▶ **Exercise details**:
Which lines of the entries below hold the word "ConsensusDecision"? Report each of them.

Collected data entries
····················

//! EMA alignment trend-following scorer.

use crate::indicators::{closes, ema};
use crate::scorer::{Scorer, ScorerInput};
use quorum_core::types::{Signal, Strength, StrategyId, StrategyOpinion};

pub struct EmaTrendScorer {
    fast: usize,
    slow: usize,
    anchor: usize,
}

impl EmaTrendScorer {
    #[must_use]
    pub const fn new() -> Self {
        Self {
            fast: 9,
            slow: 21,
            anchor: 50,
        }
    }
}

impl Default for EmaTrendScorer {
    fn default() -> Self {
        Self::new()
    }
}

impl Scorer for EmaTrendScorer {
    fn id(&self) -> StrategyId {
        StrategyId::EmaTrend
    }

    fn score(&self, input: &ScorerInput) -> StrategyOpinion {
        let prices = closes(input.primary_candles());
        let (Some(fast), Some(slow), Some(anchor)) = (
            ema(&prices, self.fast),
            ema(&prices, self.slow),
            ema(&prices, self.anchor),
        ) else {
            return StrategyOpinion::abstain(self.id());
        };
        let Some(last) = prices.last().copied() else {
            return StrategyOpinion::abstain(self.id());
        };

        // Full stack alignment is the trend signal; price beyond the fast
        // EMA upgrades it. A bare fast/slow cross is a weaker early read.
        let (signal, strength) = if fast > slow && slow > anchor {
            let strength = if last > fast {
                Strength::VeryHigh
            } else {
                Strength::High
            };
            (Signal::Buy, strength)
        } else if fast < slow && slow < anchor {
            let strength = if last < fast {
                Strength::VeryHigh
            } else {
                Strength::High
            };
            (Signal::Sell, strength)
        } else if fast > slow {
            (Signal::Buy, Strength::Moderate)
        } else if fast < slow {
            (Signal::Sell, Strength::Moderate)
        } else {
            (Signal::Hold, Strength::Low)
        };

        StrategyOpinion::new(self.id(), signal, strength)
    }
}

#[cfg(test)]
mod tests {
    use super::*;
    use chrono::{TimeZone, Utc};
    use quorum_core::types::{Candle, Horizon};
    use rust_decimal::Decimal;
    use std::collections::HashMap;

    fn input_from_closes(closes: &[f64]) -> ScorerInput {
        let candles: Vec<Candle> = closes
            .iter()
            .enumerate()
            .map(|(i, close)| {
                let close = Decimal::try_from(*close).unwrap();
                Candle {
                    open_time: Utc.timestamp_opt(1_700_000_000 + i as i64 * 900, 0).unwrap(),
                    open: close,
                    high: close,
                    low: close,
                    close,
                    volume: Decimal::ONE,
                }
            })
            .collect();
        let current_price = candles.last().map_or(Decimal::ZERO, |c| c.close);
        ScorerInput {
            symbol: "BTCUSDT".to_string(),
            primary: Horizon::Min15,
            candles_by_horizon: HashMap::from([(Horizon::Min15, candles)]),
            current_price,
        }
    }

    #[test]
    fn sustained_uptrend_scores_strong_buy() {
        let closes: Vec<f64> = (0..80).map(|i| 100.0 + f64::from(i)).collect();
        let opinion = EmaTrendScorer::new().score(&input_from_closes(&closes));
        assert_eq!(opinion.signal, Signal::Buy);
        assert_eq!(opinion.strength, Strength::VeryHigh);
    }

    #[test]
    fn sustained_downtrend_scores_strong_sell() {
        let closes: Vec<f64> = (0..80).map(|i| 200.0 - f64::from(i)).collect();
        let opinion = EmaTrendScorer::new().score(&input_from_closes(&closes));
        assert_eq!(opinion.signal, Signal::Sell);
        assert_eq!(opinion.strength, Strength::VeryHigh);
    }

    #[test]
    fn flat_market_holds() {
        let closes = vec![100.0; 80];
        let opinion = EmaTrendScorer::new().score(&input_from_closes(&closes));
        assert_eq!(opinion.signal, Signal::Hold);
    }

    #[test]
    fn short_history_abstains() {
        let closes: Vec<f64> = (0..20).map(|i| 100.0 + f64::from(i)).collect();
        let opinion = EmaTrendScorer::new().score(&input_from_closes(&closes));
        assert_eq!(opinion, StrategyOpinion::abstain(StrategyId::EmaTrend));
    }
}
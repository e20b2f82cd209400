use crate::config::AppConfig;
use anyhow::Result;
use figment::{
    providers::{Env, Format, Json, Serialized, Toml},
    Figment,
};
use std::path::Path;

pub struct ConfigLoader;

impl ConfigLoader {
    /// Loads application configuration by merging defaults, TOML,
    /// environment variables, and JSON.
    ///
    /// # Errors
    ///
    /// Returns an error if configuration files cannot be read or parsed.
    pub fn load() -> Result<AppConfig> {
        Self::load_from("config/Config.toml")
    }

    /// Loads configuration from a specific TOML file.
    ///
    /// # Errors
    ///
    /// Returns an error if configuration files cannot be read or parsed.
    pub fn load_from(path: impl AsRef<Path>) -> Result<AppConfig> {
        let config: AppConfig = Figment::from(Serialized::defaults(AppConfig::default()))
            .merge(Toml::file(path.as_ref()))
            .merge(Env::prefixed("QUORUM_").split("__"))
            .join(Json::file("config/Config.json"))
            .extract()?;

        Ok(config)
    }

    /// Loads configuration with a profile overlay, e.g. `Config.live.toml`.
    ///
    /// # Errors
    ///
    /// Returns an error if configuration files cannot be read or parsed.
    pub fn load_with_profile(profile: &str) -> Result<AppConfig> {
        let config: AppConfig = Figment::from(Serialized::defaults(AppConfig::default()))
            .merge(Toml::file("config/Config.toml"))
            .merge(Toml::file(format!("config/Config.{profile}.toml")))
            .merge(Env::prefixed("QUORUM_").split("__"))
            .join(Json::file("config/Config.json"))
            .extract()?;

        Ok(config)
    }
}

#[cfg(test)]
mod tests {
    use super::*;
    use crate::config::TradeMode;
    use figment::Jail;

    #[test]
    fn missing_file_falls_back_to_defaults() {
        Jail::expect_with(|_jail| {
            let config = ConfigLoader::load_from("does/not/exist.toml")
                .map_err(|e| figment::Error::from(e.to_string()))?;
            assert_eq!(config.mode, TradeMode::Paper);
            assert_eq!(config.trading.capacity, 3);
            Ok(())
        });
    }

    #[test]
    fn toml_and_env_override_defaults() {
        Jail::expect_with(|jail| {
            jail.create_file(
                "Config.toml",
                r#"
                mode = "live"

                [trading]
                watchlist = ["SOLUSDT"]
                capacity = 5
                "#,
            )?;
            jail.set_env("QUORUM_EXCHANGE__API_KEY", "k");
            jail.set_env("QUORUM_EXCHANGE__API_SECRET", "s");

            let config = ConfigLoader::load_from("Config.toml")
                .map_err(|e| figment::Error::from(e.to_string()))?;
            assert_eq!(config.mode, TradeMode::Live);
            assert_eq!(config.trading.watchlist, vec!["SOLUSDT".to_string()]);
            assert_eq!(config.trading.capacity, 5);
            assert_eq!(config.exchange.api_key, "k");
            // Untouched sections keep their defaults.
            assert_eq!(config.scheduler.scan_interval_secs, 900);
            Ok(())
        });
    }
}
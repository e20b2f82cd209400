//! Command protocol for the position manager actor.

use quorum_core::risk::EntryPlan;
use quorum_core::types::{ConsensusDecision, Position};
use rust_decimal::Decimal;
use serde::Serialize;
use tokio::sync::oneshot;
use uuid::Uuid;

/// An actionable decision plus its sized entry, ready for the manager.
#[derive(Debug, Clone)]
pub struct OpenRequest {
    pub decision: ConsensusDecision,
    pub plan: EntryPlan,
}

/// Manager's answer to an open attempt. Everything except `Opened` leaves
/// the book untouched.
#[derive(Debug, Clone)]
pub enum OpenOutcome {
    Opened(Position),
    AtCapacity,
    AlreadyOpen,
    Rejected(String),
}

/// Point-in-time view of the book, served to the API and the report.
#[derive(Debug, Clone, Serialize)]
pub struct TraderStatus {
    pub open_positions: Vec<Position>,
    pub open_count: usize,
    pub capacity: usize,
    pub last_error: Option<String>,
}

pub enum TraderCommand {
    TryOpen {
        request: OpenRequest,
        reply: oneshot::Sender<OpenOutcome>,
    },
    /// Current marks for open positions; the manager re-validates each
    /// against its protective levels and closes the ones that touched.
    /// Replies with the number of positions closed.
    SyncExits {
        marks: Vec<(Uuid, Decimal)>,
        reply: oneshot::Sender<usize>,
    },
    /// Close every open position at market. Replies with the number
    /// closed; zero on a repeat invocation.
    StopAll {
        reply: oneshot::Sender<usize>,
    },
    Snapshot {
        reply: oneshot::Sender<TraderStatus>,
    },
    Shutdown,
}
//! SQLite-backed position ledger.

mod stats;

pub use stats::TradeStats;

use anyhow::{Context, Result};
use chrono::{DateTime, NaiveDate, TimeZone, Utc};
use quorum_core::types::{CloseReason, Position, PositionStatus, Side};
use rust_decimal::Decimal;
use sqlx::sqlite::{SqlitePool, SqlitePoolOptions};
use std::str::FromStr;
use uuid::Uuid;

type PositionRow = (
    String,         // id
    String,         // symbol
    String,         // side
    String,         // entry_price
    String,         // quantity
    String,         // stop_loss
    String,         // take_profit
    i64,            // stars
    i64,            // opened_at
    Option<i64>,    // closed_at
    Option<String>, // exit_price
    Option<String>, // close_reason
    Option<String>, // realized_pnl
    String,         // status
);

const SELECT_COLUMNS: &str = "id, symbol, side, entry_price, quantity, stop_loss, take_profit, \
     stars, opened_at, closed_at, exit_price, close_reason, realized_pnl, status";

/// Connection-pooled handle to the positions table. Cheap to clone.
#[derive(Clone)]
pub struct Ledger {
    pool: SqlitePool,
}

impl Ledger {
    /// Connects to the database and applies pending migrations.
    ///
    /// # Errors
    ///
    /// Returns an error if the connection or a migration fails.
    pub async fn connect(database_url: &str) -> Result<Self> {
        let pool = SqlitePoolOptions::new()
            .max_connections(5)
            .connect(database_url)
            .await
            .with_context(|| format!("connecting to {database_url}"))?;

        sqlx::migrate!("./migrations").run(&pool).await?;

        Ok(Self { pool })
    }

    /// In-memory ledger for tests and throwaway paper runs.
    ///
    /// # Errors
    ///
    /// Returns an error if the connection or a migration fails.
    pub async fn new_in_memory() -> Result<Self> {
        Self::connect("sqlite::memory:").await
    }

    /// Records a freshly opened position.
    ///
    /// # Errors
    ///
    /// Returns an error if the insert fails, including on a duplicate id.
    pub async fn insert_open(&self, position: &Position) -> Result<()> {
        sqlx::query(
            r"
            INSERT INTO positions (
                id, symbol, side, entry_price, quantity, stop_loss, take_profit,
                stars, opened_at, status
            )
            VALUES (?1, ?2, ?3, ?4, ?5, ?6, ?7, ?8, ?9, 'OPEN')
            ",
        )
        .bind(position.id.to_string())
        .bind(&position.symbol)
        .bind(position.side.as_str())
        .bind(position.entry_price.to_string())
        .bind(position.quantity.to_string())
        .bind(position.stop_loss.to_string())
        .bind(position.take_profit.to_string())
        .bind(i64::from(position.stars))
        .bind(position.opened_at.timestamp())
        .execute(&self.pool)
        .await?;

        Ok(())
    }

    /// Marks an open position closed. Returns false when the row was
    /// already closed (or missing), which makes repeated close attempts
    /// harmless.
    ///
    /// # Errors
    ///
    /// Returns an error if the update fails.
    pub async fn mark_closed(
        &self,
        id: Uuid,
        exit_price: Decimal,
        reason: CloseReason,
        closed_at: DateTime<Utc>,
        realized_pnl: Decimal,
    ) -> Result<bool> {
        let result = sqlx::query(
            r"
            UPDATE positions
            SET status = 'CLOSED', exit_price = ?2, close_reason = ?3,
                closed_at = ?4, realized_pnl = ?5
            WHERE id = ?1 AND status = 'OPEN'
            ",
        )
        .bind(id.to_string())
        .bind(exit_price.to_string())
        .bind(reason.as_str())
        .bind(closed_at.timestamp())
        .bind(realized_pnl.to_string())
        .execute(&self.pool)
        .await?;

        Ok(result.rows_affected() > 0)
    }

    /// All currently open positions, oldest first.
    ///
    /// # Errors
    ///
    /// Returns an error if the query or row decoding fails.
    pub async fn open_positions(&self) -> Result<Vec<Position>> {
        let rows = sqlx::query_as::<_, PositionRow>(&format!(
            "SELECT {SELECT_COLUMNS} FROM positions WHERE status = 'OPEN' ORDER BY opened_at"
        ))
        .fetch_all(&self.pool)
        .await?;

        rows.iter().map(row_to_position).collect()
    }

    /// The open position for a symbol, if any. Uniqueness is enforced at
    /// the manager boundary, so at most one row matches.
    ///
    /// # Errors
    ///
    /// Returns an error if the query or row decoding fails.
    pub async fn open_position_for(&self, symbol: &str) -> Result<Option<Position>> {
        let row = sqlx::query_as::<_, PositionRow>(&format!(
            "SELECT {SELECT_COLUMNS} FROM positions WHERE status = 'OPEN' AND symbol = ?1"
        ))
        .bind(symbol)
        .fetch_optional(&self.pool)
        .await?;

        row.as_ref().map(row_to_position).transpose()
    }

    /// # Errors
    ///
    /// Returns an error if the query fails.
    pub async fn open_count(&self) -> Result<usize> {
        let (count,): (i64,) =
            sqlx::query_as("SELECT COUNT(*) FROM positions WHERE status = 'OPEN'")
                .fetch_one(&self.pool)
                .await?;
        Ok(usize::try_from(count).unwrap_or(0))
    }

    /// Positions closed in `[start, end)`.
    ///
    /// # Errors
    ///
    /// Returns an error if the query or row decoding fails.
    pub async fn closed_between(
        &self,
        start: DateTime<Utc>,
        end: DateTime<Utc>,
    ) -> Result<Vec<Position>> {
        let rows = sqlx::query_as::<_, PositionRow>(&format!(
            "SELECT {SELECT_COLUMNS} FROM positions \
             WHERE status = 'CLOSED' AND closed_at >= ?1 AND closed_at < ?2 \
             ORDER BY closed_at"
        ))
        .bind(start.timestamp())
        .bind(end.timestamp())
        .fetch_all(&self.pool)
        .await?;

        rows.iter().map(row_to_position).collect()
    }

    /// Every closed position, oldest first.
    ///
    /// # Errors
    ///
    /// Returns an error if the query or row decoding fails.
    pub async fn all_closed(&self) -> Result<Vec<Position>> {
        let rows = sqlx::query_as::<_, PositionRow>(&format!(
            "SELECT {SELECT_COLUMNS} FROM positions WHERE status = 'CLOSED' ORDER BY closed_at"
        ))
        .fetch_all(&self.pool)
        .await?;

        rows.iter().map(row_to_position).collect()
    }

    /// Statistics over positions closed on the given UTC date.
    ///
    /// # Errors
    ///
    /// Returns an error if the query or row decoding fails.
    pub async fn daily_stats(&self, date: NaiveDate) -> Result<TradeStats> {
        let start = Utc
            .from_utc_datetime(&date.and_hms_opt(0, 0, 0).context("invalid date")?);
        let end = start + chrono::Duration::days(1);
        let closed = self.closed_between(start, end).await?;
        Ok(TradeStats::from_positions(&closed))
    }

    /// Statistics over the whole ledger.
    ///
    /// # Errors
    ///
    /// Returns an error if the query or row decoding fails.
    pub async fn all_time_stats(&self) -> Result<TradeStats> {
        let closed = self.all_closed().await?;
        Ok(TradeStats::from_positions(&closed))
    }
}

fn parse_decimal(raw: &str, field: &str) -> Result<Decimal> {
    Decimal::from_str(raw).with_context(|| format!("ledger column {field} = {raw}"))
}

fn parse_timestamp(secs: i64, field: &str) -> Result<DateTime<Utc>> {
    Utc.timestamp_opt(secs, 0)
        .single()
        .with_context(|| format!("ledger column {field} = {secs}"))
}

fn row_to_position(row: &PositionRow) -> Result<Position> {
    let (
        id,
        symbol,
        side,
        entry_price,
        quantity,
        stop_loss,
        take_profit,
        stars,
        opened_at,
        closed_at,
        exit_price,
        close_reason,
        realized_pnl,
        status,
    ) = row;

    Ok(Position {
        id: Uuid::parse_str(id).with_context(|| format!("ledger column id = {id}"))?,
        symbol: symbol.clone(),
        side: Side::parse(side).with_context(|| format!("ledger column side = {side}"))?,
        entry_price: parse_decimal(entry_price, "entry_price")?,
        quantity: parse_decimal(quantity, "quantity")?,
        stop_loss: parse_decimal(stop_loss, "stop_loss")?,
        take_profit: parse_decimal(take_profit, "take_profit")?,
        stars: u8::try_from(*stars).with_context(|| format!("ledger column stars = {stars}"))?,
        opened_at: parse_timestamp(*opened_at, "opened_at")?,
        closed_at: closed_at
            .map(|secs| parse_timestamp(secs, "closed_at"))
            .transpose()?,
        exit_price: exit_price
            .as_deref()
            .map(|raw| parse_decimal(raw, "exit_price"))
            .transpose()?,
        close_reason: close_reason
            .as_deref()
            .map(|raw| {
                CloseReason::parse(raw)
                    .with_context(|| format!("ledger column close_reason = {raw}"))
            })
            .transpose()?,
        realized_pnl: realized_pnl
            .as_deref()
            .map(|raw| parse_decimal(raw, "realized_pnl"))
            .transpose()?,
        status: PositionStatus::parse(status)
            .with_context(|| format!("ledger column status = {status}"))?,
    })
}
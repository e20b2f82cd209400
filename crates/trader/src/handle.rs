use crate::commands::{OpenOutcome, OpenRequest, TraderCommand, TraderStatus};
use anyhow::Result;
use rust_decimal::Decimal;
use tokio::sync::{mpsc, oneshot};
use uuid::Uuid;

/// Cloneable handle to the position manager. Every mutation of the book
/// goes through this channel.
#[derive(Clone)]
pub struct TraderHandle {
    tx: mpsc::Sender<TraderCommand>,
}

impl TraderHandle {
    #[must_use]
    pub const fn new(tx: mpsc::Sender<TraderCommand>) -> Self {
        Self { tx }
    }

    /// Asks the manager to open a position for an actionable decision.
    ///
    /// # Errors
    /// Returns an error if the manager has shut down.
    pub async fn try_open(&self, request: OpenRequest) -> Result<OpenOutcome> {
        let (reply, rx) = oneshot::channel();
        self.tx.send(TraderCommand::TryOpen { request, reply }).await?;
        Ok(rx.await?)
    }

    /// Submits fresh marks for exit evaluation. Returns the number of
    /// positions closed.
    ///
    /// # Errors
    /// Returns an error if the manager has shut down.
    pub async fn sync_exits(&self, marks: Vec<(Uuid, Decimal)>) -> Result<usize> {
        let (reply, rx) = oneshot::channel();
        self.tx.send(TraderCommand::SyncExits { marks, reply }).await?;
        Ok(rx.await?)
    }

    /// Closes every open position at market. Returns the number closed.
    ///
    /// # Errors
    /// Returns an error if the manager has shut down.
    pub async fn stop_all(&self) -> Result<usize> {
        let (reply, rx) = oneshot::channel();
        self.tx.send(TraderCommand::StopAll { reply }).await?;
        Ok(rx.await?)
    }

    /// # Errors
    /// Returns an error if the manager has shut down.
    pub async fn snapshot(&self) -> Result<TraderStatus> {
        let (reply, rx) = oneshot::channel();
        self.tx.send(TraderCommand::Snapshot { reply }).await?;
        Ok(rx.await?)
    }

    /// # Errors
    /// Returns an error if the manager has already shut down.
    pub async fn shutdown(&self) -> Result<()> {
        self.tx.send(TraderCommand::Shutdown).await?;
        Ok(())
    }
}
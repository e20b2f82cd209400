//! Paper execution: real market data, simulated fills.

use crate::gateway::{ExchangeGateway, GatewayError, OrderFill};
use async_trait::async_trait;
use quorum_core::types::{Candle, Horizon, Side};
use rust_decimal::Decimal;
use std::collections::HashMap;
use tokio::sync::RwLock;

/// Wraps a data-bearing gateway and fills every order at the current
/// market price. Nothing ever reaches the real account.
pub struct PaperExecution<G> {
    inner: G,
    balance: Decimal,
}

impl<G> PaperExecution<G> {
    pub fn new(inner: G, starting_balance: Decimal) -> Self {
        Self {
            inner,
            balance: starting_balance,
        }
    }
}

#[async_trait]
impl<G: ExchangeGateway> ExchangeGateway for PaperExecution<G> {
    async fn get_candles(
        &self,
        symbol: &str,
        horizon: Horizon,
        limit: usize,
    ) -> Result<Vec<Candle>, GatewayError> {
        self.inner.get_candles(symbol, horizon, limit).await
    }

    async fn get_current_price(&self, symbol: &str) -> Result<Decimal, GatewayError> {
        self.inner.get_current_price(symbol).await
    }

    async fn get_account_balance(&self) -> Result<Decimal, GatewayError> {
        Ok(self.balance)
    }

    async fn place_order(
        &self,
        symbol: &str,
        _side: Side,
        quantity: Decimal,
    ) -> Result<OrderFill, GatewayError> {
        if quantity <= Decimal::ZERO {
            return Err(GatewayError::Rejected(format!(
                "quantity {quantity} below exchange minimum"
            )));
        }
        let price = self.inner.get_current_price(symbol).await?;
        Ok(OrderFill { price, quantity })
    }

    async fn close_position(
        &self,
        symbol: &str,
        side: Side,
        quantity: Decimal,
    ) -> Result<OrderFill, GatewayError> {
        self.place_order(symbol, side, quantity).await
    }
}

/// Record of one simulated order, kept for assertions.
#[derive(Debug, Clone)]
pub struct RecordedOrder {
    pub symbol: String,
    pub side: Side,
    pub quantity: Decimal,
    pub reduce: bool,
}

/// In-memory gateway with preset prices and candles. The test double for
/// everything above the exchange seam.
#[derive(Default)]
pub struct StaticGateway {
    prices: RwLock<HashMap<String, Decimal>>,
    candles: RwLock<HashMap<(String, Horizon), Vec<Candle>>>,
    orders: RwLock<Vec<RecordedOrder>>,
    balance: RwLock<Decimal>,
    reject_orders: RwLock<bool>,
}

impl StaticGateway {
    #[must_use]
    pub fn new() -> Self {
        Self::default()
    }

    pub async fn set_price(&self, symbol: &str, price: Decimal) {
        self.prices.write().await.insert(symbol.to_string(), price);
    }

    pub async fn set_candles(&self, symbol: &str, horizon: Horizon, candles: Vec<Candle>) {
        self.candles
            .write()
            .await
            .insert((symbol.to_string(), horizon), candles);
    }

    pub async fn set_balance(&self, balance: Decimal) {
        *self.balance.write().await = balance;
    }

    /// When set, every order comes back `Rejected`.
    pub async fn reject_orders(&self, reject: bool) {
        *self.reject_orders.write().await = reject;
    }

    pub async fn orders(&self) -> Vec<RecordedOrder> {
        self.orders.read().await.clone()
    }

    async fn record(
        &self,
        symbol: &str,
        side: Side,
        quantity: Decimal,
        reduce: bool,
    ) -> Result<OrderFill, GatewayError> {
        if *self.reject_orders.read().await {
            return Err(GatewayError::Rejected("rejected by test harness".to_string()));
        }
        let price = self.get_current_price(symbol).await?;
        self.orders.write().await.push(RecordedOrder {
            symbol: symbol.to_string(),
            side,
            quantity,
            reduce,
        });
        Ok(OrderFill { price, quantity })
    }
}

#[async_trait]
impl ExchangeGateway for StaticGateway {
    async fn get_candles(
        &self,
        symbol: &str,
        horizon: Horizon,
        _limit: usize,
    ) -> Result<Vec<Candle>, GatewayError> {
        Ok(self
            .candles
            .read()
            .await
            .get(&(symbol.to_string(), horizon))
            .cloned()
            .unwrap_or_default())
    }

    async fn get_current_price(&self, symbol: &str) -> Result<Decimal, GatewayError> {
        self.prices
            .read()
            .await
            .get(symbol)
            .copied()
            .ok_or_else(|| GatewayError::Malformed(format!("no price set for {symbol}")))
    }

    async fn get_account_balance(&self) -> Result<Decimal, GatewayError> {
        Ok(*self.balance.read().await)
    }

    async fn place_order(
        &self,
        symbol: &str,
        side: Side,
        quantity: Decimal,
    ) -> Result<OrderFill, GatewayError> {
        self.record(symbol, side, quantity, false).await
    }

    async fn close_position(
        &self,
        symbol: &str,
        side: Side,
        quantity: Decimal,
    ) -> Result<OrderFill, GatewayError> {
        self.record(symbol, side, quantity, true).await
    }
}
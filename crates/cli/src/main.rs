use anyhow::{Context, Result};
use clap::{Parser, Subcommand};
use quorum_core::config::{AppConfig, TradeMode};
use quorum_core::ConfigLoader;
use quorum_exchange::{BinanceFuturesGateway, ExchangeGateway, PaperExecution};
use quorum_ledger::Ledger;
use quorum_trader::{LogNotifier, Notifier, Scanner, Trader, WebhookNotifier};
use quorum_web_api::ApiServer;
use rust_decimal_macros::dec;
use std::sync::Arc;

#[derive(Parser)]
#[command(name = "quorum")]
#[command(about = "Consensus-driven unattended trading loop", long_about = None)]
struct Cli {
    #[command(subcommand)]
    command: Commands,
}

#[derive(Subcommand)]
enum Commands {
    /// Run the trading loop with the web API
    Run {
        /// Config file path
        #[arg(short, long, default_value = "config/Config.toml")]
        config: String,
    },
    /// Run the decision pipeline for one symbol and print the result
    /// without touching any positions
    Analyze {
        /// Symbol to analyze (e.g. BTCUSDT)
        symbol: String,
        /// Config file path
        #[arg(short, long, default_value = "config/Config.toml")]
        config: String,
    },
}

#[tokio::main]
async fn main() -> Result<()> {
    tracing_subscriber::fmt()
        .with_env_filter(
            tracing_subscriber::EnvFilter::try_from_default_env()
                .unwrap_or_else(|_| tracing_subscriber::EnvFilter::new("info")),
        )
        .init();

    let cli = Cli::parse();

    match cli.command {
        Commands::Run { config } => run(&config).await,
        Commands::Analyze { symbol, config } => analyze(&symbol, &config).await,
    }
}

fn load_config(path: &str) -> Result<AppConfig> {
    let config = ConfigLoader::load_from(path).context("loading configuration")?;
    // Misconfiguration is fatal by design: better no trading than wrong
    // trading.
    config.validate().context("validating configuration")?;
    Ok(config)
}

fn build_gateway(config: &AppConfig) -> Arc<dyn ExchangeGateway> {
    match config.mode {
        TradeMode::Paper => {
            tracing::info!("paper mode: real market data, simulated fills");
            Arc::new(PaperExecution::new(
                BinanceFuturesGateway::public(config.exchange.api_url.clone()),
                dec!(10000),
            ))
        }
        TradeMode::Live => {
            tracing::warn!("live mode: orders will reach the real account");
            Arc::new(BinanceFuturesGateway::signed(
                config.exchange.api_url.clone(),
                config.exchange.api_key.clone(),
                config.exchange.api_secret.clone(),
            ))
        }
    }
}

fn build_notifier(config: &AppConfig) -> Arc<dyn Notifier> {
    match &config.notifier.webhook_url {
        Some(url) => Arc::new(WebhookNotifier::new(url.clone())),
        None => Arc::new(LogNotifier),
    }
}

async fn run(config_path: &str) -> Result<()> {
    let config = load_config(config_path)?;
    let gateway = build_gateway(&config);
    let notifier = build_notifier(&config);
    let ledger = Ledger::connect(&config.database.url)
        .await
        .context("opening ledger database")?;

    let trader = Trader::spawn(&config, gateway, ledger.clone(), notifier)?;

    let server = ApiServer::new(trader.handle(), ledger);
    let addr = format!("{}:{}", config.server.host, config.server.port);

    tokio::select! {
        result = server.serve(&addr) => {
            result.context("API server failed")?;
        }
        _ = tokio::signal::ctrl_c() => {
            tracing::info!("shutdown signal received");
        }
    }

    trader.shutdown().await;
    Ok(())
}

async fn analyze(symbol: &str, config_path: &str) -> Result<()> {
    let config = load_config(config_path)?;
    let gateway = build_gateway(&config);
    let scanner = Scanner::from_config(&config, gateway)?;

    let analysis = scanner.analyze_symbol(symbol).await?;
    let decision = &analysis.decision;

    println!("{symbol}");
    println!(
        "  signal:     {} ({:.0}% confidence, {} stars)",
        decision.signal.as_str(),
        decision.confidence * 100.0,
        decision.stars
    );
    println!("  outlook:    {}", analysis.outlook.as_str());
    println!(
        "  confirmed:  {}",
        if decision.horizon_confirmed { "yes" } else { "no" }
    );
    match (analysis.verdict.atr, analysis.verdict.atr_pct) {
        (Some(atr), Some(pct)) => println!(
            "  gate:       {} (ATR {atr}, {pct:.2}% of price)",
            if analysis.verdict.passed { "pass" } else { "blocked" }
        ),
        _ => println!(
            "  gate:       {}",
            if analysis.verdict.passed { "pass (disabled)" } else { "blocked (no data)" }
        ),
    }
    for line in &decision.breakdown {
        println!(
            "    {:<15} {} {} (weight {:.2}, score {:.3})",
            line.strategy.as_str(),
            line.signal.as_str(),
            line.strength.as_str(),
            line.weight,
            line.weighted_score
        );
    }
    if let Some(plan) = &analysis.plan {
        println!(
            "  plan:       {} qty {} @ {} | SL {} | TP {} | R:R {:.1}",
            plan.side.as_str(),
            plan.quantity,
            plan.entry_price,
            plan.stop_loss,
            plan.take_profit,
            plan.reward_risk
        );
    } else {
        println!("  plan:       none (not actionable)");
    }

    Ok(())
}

····················

▶ **Reply to the task**:
use quorum_core::types::{ConsensusDecision, Position};
    pub decision: ConsensusDecision,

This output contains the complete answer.